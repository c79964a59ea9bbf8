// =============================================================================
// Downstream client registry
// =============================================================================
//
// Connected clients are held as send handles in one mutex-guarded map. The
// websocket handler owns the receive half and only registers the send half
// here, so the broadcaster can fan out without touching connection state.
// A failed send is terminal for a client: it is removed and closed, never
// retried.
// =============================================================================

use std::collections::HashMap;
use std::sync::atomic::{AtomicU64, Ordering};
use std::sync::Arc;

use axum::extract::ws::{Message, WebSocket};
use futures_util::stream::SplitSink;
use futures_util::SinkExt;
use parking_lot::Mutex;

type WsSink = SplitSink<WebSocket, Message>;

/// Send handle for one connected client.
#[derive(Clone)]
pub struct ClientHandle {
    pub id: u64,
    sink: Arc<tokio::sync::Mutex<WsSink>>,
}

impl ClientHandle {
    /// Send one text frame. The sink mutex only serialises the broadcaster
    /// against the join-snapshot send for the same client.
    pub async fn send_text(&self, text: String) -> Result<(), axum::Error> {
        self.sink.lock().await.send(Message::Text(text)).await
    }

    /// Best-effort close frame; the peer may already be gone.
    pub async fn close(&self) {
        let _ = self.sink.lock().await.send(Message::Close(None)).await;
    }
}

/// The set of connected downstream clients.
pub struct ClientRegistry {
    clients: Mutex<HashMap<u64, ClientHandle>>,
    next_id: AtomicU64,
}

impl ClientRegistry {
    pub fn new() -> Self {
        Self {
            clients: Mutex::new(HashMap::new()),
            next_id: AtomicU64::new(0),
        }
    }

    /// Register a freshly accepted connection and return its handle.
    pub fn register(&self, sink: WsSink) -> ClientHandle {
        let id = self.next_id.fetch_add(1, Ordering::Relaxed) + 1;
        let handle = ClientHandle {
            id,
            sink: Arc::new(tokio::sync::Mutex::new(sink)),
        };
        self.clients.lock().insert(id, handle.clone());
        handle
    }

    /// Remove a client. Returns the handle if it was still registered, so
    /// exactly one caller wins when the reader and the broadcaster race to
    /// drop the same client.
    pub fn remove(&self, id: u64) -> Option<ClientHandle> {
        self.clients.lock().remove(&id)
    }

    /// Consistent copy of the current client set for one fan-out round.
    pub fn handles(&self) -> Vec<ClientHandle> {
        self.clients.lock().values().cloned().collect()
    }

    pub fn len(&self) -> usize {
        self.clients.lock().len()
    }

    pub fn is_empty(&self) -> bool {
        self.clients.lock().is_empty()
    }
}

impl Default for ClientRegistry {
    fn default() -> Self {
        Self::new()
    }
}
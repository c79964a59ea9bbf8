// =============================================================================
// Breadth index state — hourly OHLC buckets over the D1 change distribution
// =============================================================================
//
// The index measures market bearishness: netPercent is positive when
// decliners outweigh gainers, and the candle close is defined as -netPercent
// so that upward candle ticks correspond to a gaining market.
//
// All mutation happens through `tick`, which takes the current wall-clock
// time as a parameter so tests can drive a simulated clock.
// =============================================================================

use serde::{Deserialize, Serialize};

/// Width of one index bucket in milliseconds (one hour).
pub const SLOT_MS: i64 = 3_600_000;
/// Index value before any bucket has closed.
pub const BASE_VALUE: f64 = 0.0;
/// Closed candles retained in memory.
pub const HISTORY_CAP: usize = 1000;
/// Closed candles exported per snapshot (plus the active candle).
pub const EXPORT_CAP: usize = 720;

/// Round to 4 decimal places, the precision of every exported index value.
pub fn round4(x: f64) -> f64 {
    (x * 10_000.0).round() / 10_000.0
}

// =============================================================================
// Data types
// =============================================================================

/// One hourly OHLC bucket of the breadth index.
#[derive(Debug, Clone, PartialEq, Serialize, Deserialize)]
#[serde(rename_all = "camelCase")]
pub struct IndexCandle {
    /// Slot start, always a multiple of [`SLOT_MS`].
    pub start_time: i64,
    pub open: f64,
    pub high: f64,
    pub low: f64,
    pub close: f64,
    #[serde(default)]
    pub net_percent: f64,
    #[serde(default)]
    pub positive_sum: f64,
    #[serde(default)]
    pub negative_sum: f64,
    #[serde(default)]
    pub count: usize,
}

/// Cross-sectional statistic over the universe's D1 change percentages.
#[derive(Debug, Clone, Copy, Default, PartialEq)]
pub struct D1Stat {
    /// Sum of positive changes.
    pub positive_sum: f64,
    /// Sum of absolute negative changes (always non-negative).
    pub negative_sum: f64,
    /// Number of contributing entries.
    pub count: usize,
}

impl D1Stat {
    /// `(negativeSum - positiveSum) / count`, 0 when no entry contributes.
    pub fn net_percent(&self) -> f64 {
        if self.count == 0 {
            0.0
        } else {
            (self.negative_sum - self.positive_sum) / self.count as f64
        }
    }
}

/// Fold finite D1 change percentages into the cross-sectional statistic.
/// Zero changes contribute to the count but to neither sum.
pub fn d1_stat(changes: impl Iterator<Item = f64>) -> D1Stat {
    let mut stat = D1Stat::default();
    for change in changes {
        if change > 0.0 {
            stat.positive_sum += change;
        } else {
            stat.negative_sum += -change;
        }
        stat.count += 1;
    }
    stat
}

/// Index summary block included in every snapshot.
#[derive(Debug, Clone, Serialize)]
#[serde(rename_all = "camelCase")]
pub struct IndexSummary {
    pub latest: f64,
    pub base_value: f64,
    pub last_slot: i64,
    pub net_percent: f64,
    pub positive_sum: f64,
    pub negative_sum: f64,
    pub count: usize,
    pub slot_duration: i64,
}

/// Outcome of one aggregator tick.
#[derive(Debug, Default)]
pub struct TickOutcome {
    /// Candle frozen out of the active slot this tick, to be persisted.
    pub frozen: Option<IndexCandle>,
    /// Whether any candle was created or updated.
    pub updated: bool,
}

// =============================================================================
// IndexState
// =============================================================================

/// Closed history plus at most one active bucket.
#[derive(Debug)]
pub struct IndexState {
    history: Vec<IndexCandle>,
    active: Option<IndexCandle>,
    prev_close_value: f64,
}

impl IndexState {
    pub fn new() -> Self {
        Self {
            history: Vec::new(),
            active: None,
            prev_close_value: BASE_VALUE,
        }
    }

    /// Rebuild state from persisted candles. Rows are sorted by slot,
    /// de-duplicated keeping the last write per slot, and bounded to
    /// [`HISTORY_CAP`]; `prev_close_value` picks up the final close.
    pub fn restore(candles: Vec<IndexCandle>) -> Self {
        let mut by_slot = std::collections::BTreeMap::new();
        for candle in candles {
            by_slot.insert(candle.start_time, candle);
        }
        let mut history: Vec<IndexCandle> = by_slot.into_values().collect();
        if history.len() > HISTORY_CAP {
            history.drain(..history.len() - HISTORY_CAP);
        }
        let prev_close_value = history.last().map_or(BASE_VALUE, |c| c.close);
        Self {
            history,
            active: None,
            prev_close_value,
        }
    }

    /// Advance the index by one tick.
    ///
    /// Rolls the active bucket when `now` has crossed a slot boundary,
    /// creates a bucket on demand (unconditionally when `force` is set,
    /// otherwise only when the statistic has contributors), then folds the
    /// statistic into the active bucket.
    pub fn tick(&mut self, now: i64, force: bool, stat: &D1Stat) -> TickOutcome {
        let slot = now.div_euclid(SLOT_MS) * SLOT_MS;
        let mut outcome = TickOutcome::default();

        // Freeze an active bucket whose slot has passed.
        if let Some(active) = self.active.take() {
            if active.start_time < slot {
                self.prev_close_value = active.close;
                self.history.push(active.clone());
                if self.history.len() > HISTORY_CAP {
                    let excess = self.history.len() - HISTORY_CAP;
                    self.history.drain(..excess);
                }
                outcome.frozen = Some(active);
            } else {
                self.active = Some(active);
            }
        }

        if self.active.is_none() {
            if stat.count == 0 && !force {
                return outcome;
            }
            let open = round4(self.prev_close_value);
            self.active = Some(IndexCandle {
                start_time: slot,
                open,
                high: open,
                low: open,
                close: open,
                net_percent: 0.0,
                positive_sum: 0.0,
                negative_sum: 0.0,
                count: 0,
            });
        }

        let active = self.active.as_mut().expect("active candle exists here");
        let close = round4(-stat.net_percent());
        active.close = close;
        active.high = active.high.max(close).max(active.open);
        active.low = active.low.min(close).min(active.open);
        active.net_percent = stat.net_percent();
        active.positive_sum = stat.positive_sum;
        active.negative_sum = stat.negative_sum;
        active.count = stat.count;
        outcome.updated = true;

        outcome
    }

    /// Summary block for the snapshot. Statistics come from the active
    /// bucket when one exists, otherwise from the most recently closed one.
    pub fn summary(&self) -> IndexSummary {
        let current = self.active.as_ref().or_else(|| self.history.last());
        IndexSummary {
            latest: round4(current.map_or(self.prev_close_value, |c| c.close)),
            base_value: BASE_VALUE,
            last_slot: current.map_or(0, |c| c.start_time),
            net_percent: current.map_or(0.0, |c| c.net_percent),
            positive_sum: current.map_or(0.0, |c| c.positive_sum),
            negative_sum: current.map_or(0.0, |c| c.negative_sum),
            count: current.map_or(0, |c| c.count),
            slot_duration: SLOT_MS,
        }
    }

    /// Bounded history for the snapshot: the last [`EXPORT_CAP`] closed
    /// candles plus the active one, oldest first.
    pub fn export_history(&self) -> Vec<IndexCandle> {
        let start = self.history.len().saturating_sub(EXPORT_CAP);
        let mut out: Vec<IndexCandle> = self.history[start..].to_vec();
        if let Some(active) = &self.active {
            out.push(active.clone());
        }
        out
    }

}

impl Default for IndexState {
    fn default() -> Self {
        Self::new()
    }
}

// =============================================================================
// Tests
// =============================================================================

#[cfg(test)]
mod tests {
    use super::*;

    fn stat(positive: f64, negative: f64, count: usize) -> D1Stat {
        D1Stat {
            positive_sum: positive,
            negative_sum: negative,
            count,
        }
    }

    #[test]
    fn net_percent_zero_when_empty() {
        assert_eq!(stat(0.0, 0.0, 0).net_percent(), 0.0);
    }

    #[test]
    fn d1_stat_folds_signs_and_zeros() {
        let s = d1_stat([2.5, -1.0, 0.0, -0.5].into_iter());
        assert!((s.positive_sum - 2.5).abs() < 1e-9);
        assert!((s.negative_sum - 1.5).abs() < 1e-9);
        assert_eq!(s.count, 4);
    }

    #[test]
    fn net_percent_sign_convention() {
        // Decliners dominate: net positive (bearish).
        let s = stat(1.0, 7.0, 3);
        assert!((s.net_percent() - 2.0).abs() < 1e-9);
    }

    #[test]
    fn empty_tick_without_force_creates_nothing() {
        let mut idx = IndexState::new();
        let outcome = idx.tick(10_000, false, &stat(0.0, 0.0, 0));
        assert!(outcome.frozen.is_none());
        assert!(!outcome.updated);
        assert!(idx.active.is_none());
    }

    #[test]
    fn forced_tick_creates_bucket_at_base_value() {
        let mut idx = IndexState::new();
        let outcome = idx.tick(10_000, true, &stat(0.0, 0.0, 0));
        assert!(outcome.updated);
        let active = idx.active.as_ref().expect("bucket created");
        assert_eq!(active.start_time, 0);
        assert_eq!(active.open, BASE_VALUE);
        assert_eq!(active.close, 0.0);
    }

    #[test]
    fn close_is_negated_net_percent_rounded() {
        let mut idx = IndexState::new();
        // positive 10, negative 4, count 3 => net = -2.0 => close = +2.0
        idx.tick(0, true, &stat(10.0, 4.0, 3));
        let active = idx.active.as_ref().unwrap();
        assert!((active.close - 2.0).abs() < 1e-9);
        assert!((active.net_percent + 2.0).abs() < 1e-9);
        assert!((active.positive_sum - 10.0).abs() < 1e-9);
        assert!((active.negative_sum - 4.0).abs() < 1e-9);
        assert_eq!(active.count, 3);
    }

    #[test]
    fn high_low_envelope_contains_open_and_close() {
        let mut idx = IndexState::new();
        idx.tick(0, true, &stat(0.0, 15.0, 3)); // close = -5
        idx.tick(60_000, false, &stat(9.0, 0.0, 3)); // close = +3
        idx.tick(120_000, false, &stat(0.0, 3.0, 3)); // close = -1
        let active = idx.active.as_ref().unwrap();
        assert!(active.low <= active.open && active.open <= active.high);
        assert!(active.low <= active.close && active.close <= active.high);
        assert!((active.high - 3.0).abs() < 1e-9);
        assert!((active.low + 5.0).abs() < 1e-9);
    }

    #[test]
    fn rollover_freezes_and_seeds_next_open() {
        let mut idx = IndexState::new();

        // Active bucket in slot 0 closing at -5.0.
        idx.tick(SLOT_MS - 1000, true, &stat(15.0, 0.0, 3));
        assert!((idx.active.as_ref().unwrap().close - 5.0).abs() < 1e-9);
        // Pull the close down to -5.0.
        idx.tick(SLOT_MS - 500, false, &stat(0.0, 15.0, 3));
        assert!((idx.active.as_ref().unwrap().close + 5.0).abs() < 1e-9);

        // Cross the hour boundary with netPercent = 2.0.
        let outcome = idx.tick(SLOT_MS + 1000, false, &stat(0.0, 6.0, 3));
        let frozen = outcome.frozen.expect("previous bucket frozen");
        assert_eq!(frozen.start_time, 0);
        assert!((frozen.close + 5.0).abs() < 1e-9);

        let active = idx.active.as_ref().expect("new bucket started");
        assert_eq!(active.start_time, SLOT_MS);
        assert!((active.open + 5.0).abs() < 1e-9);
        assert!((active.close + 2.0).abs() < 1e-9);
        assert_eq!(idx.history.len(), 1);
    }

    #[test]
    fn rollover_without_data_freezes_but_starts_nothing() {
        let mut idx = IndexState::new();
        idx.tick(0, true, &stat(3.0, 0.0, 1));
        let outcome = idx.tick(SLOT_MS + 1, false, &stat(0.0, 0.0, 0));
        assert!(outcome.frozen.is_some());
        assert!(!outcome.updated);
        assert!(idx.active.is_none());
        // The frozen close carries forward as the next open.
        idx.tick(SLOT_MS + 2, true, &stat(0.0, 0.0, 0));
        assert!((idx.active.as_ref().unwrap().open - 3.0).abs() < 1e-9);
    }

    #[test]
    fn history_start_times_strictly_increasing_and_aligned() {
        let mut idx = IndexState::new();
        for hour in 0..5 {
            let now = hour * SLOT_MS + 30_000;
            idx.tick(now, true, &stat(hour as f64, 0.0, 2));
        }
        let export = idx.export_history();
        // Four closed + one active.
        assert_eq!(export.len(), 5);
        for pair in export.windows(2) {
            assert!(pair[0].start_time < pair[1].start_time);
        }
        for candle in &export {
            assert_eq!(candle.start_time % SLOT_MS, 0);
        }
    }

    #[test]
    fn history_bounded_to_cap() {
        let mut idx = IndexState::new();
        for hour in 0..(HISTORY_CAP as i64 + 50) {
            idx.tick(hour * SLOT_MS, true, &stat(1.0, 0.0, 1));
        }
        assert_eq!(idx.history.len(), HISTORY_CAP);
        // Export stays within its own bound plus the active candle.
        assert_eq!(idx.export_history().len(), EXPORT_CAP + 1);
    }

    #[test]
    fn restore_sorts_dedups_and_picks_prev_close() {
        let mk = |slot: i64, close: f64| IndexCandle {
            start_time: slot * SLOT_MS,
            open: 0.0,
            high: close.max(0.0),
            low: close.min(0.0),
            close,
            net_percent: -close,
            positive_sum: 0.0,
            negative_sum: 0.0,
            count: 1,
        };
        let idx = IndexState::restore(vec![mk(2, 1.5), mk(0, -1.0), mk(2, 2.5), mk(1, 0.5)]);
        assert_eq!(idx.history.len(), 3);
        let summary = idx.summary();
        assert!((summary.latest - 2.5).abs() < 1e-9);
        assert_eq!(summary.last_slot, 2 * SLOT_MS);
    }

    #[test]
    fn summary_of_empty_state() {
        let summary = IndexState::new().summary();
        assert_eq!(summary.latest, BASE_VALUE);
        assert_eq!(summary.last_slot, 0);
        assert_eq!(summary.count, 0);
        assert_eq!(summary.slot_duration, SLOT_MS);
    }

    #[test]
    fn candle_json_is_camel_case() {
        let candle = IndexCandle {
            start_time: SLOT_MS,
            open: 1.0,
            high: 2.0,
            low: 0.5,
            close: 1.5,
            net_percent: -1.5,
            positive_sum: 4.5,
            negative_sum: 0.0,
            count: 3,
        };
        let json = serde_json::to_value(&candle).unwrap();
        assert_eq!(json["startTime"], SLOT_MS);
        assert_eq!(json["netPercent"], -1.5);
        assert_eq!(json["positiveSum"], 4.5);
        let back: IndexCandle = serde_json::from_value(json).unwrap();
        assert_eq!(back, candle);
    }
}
++++++++
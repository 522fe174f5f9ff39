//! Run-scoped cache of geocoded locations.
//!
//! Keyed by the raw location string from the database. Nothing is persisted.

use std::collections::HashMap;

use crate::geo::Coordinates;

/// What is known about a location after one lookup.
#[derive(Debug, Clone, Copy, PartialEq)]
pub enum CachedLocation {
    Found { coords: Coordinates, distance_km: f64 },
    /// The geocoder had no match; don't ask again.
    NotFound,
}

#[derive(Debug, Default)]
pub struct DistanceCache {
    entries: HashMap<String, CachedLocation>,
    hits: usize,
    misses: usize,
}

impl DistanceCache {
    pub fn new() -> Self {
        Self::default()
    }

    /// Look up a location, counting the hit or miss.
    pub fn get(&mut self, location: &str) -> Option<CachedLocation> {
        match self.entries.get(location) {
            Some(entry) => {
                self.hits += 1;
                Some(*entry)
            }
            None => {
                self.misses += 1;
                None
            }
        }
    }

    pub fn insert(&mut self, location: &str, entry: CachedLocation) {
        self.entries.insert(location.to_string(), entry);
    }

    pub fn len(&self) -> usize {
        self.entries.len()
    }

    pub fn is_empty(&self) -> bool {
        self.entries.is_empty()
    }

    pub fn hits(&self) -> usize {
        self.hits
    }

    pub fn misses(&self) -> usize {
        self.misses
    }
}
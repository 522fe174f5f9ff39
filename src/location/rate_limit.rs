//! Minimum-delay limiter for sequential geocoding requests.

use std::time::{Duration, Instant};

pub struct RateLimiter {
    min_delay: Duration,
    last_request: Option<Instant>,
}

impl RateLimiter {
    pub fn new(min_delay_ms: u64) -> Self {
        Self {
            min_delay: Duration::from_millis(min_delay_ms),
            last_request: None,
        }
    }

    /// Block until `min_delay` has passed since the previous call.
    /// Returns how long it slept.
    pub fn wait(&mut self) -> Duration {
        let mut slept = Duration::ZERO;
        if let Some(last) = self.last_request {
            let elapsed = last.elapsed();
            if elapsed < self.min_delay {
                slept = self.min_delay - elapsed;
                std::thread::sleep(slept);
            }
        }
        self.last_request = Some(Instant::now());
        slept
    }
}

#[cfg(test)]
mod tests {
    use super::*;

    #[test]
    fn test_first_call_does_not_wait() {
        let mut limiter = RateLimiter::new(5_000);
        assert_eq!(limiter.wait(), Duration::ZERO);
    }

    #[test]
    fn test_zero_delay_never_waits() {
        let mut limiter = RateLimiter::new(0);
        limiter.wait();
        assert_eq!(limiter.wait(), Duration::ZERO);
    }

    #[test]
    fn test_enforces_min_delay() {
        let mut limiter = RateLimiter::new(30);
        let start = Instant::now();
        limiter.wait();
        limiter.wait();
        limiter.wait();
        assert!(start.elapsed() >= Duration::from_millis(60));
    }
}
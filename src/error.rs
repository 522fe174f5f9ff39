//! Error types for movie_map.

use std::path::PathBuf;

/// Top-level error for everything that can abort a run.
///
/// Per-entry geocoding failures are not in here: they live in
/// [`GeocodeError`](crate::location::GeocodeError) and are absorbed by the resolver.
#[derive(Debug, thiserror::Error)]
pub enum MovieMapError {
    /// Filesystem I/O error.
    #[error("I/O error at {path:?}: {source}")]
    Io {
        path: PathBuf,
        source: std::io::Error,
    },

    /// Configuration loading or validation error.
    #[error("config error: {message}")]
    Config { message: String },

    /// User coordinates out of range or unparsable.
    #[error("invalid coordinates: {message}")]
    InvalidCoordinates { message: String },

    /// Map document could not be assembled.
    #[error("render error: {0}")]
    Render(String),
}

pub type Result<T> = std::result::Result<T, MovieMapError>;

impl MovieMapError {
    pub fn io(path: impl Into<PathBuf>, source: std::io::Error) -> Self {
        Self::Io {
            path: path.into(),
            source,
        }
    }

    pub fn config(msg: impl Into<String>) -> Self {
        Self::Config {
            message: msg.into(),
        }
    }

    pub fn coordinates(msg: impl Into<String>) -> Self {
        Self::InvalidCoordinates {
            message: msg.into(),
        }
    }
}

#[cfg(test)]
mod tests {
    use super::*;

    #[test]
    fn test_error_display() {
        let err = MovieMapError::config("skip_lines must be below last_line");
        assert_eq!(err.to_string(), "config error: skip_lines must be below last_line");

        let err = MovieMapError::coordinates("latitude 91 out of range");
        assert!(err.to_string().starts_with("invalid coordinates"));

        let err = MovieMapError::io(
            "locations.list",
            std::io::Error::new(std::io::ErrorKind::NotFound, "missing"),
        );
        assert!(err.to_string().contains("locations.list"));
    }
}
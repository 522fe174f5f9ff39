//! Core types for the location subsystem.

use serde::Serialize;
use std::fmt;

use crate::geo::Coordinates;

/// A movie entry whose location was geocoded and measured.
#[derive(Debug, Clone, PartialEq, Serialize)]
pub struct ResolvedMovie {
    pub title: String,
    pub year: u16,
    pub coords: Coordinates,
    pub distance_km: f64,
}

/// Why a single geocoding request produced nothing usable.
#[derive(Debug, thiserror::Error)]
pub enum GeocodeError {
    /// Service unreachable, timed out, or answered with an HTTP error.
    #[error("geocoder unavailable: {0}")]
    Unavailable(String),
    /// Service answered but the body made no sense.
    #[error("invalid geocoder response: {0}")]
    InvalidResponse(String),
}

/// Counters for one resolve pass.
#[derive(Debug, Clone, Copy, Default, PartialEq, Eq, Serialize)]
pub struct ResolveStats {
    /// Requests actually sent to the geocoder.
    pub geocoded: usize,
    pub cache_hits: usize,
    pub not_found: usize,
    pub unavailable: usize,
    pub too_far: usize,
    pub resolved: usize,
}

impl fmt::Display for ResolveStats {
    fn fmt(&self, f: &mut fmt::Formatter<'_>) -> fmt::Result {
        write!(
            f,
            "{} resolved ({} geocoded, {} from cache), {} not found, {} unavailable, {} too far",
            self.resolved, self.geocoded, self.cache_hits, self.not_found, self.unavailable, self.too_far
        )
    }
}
++++++++
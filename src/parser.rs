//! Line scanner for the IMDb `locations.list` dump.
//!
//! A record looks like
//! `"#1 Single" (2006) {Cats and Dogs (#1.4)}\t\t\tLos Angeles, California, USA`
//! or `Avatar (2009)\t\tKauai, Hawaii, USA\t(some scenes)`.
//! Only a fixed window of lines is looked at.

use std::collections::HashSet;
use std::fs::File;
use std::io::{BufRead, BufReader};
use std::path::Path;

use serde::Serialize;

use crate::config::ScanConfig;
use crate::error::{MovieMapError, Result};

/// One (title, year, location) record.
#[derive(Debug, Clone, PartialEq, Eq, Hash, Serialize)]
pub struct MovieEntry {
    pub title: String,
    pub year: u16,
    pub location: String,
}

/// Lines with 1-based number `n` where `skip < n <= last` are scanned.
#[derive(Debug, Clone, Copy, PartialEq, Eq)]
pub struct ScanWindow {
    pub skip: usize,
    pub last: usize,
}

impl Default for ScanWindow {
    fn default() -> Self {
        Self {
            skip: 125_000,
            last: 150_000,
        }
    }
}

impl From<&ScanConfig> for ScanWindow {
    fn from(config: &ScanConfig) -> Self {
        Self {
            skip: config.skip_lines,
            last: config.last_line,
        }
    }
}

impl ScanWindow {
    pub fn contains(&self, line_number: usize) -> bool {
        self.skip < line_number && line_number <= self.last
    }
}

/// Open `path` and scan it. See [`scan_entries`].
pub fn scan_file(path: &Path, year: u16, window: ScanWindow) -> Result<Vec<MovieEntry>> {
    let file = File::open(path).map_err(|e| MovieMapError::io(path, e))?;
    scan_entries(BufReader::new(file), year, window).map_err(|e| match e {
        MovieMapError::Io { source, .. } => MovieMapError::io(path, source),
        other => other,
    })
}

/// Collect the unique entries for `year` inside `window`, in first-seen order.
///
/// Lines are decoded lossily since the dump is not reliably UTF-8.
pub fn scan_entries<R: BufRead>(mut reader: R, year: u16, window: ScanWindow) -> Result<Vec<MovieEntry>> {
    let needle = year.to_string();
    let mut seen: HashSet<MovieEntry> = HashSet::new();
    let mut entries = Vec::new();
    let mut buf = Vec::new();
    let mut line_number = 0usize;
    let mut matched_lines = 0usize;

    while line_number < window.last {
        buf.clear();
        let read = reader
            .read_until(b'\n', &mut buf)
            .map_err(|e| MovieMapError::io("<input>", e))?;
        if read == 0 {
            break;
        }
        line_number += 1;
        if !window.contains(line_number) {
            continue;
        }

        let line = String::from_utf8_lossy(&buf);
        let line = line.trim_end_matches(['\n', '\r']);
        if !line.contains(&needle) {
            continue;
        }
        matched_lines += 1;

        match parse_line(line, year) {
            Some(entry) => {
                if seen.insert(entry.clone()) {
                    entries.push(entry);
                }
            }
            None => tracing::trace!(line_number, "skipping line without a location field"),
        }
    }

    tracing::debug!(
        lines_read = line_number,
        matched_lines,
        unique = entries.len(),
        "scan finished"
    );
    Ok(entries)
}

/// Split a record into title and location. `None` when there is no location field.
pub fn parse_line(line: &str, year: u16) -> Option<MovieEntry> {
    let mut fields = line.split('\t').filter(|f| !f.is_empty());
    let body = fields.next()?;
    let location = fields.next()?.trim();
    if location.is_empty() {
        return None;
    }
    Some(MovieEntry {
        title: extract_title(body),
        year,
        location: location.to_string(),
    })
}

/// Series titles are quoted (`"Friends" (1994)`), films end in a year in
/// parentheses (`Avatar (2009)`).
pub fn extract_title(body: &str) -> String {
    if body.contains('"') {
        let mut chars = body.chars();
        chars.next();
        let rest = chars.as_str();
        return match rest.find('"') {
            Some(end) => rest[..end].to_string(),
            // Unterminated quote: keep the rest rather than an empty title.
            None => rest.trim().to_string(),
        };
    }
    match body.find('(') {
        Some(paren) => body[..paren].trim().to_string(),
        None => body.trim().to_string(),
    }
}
++++++++
=== Work required ===
Give back, exactly as written, the stretch from the line with "pub enum CachedLocation" through the line with "hit or miss.", and no other lines from the records above.

=== Response ===
pub enum CachedLocation {
    Found { coords: Coordinates, distance_km: f64 },
    /// The geocoder had no match; don't ask again.
    NotFound,
}

#[derive(Debug, Default)]
pub struct DistanceCache {
    entries: HashMap<String, CachedLocation>,
    hits: usize,
    misses: usize,
}

impl DistanceCache {
    pub fn new() -> Self {
        Self::default()
    }

    /// Look up a location, counting the hit or miss.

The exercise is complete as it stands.